**About this task**
Report each line of the records below that holds the word "Deserialize".
----------
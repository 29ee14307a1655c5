//! WebSocket upgrade handler for the per-participant call channel.
//!
//! `GET /api/calls/{session_id}/ws?token=…&call_id=…` upgrades to the
//! participant's bidirectional channel: binary frames carry PCM audio
//! (client → server capture, server → client dubbed output) and text
//! frames carry the JSON control messages of `voxbridge_core::protocol`.
//!
//! ## Protocol
//!
//! | Direction | Format | Content |
//! |---|---|---|
//! | Client → Server | Binary, ≤ 16 000 bytes | PCM16 LE capture frame (100 ms nominal) |
//! | Server → Client | Binary, variable | PCM16 LE dubbed audio for this listener |
//! | Client → Server | Text | `ping` / `mute` / `unmute` / `leave` |
//! | Server → Client | Text | captions, translations, call events |
//!
//! ## Lifecycle
//!
//! 1. The upgrade completes first; admission runs on the open socket so
//!    every rejection can use its close reason (`unauthenticated`,
//!    `unauthorized`, `unknown_session`, `superseded`, `slow_consumer`,
//!    `call_ended`).
//! 2. On admission the handler splits the socket and spawns two tasks:
//!    * **Reader** — binary frames go straight into the speaker's bounded
//!      segmenter queue (overflow drops newest, counted); text frames
//!      parse into client verbs for the hub's control channel. Unknown
//!      verbs get an `error` reply and are otherwise ignored.
//!    * **Writer** — drains the listener's outbound queue; a queued
//!      `Close` marker emits the close frame and ends the connection.
//! 3. Whichever task finishes first decides the shutdown: a finished
//!    reader notifies the hub and gives the writer a grace period to
//!    flush; a finished writer (session over, superseded) stops the
//!    reader.

use std::time::Duration;

use axum::extract::ws::{CloseFrame, Message, WebSocket, WebSocketUpgrade, close_code};
use axum::extract::{Path, Query, State};
use axum::response::IntoResponse;
use futures_util::stream::{SplitSink, SplitStream};
use futures_util::{SinkExt, StreamExt};
use metrics::counter;
use serde::Deserialize;
use tokio::sync::mpsc::error::TrySendError;
use tracing::{debug, warn};

use voxbridge_core::protocol::MAX_FRAME_BYTES;
use voxbridge_core::{ClientMessage, CloseReason, ServerMessage, SessionId, metrics as metric_names};

use crate::hub::{HubCommand, JoinAccepted};
use crate::outbound::{Outbound, OutboundQueue, OutboundReceiver};
use crate::state::AppState;

/// Admission query parameters.
#[derive(Debug, Deserialize)]
pub struct WsParams {
    /// Opaque bearer token resolved by the authorizer.
    pub token: String,
    /// Must match the session id in the path.
    pub call_id: String,
}

/// `GET /api/calls/{session_id}/ws` — upgrade to the call channel.
pub async fn call_ws(
    ws: WebSocketUpgrade,
    Path(session_id): Path<String>,
    Query(params): Query<WsParams>,
    State(state): State<AppState>,
) -> impl IntoResponse {
    ws.on_upgrade(move |socket| {
        handle_call_socket(socket, state, SessionId::new(session_id), params)
    })
}

async fn handle_call_socket(
    socket: WebSocket,
    state: AppState,
    session_id: SessionId,
    params: WsParams,
) {
    // ── Admission ────────────────────────────────────────────────────
    let Some(user) = state.authorizer.authenticate(&params.token).await else {
        close_with(socket, CloseReason::Unauthenticated).await;
        return;
    };
    if params.call_id != session_id.as_str() {
        close_with(socket, CloseReason::Unauthorized).await;
        return;
    }

    let (queue, outbound_rx) = OutboundQueue::new(state.settings.outbound_queue_messages);
    let accepted = match state.hub.join(&session_id, user, queue.clone()).await {
        Ok(accepted) => accepted,
        Err(reason) => {
            debug!(session = %session_id, reason = %reason, "admission rejected");
            close_with(socket, reason).await;
            return;
        }
    };

    debug!(session = %session_id, user = %accepted.user, conn_id = accepted.conn_id,
           "call channel open");

    // ── Reader / writer split ────────────────────────────────────────
    let (ws_tx, ws_rx) = socket.split();
    let mut writer = tokio::spawn(write_loop(ws_tx, outbound_rx));
    let mut reader = tokio::spawn(read_loop(ws_rx, queue, accepted));

    tokio::select! {
        _ = &mut reader => {
            // Client went away (or left). The hub closes the outbound
            // queue during departure; give the writer the grace period to
            // flush any call_ended notice, then stop it.
            let grace = Duration::from_millis(state.settings.teardown_grace_ms);
            if tokio::time::timeout(grace, &mut writer).await.is_err() {
                writer.abort();
            }
        }
        _ = &mut writer => {
            // Server-side close (session ended, superseded, slow
            // consumer): the close frame is out, stop reading.
            reader.abort();
        }
    }

    debug!(session = %session_id, "call channel closed");
}

/// Ingest loop: binary PCM → segmenter queue, text → hub verbs.
async fn read_loop(mut ws_rx: SplitStream<WebSocket>, queue: OutboundQueue, accepted: JoinAccepted) {
    let JoinAccepted {
        user,
        conn_id,
        frames,
        commands,
    } = accepted;

    while let Some(incoming) = ws_rx.next().await {
        match incoming {
            Ok(Message::Binary(data)) => {
                if data.len() > MAX_FRAME_BYTES {
                    counter!(metric_names::FRAMES_DROPPED, "cause" => "oversized").increment(1);
                    queue.push_control(ServerMessage::Error {
                        error: format!("frame exceeds {MAX_FRAME_BYTES} bytes"),
                    });
                    continue;
                }
                if data.len() % 2 != 0 {
                    // Not valid s16le audio.
                    queue.push_control(ServerMessage::Error {
                        error: "odd-length audio frame".to_string(),
                    });
                    continue;
                }

                match frames.try_send(data) {
                    Ok(()) => {}
                    Err(TrySendError::Full(_)) => {
                        // Backpressure: newest frame is dropped, counted.
                        counter!(metric_names::FRAMES_DROPPED, "cause" => "inbound_overflow")
                            .increment(1);
                    }
                    Err(TrySendError::Closed(_)) => {
                        // Segmenter cancelled: the session is over for us.
                        break;
                    }
                }
            }

            Ok(Message::Text(text)) => match serde_json::from_str::<ClientMessage>(&text) {
                Ok(msg) => {
                    let leaving = msg == ClientMessage::Leave;
                    if commands
                        .send(HubCommand::Verb {
                            user: user.clone(),
                            conn_id,
                            msg,
                        })
                        .await
                        .is_err()
                    {
                        break;
                    }
                    if leaving {
                        break;
                    }
                }
                Err(e) => {
                    debug!(user = %user, error = %e, "unparseable client message");
                    queue.push_control(ServerMessage::Error {
                        error: "unknown or malformed message".to_string(),
                    });
                }
            },

            Ok(Message::Close(_)) | Err(_) => break,

            // Transport ping/pong frames are handled by axum.
            Ok(_) => {}
        }
    }

    // Best-effort: the hub ignores this when the connection was already
    // superseded or departed via `leave`.
    let _ = commands
        .send(HubCommand::Disconnected { user, conn_id })
        .await;
}

/// Egress loop: outbound queue → WebSocket frames.
async fn write_loop(mut ws_tx: SplitSink<WebSocket, Message>, mut rx: OutboundReceiver) {
    while let Some(item) = rx.pop().await {
        let sent = match item {
            Outbound::Control(msg) | Outbound::Interim { msg, .. } => {
                send_json(&mut ws_tx, &msg).await
            }

            Outbound::Final { msg, audio } => {
                let mut sent = send_json(&mut ws_tx, &msg).await;
                if sent.is_ok() {
                    if let Some(pcm) = audio {
                        sent = ws_tx.send(Message::Binary(pcm)).await;
                    }
                }
                sent
            }

            Outbound::Close(reason) => {
                let _ = ws_tx
                    .send(Message::Close(Some(CloseFrame {
                        code: close_code_for(reason),
                        reason: reason.as_str().into(),
                    })))
                    .await;
                break;
            }
        };

        if sent.is_err() {
            // Peer hung up mid-write; the reader side notices separately.
            break;
        }
    }
    let _ = ws_tx.close().await;
}

async fn send_json(
    ws_tx: &mut SplitSink<WebSocket, Message>,
    msg: &ServerMessage,
) -> Result<(), axum::Error> {
    match serde_json::to_string(msg) {
        Ok(json) => ws_tx.send(Message::Text(json.into())).await,
        Err(e) => {
            warn!(error = %e, "failed to serialize server message");
            Ok(())
        }
    }
}

/// Close an unadmitted socket with an explicit reason.
async fn close_with(mut socket: WebSocket, reason: CloseReason) {
    let _ = socket
        .send(Message::Close(Some(CloseFrame {
            code: close_code_for(reason),
            reason: reason.as_str().into(),
        })))
        .await;
}

const fn close_code_for(reason: CloseReason) -> u16 {
    match reason {
        // Ordinary end of call.
        CloseReason::CallEnded | CloseReason::Superseded => close_code::NORMAL,
        CloseReason::Unauthenticated
        | CloseReason::Unauthorized
        | CloseReason::UnknownSession
        | CloseReason::SlowConsumer => close_code::POLICY,
    }
}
----------
**Your solution**
use serde::Deserialize;
#[derive(Debug, Deserialize)]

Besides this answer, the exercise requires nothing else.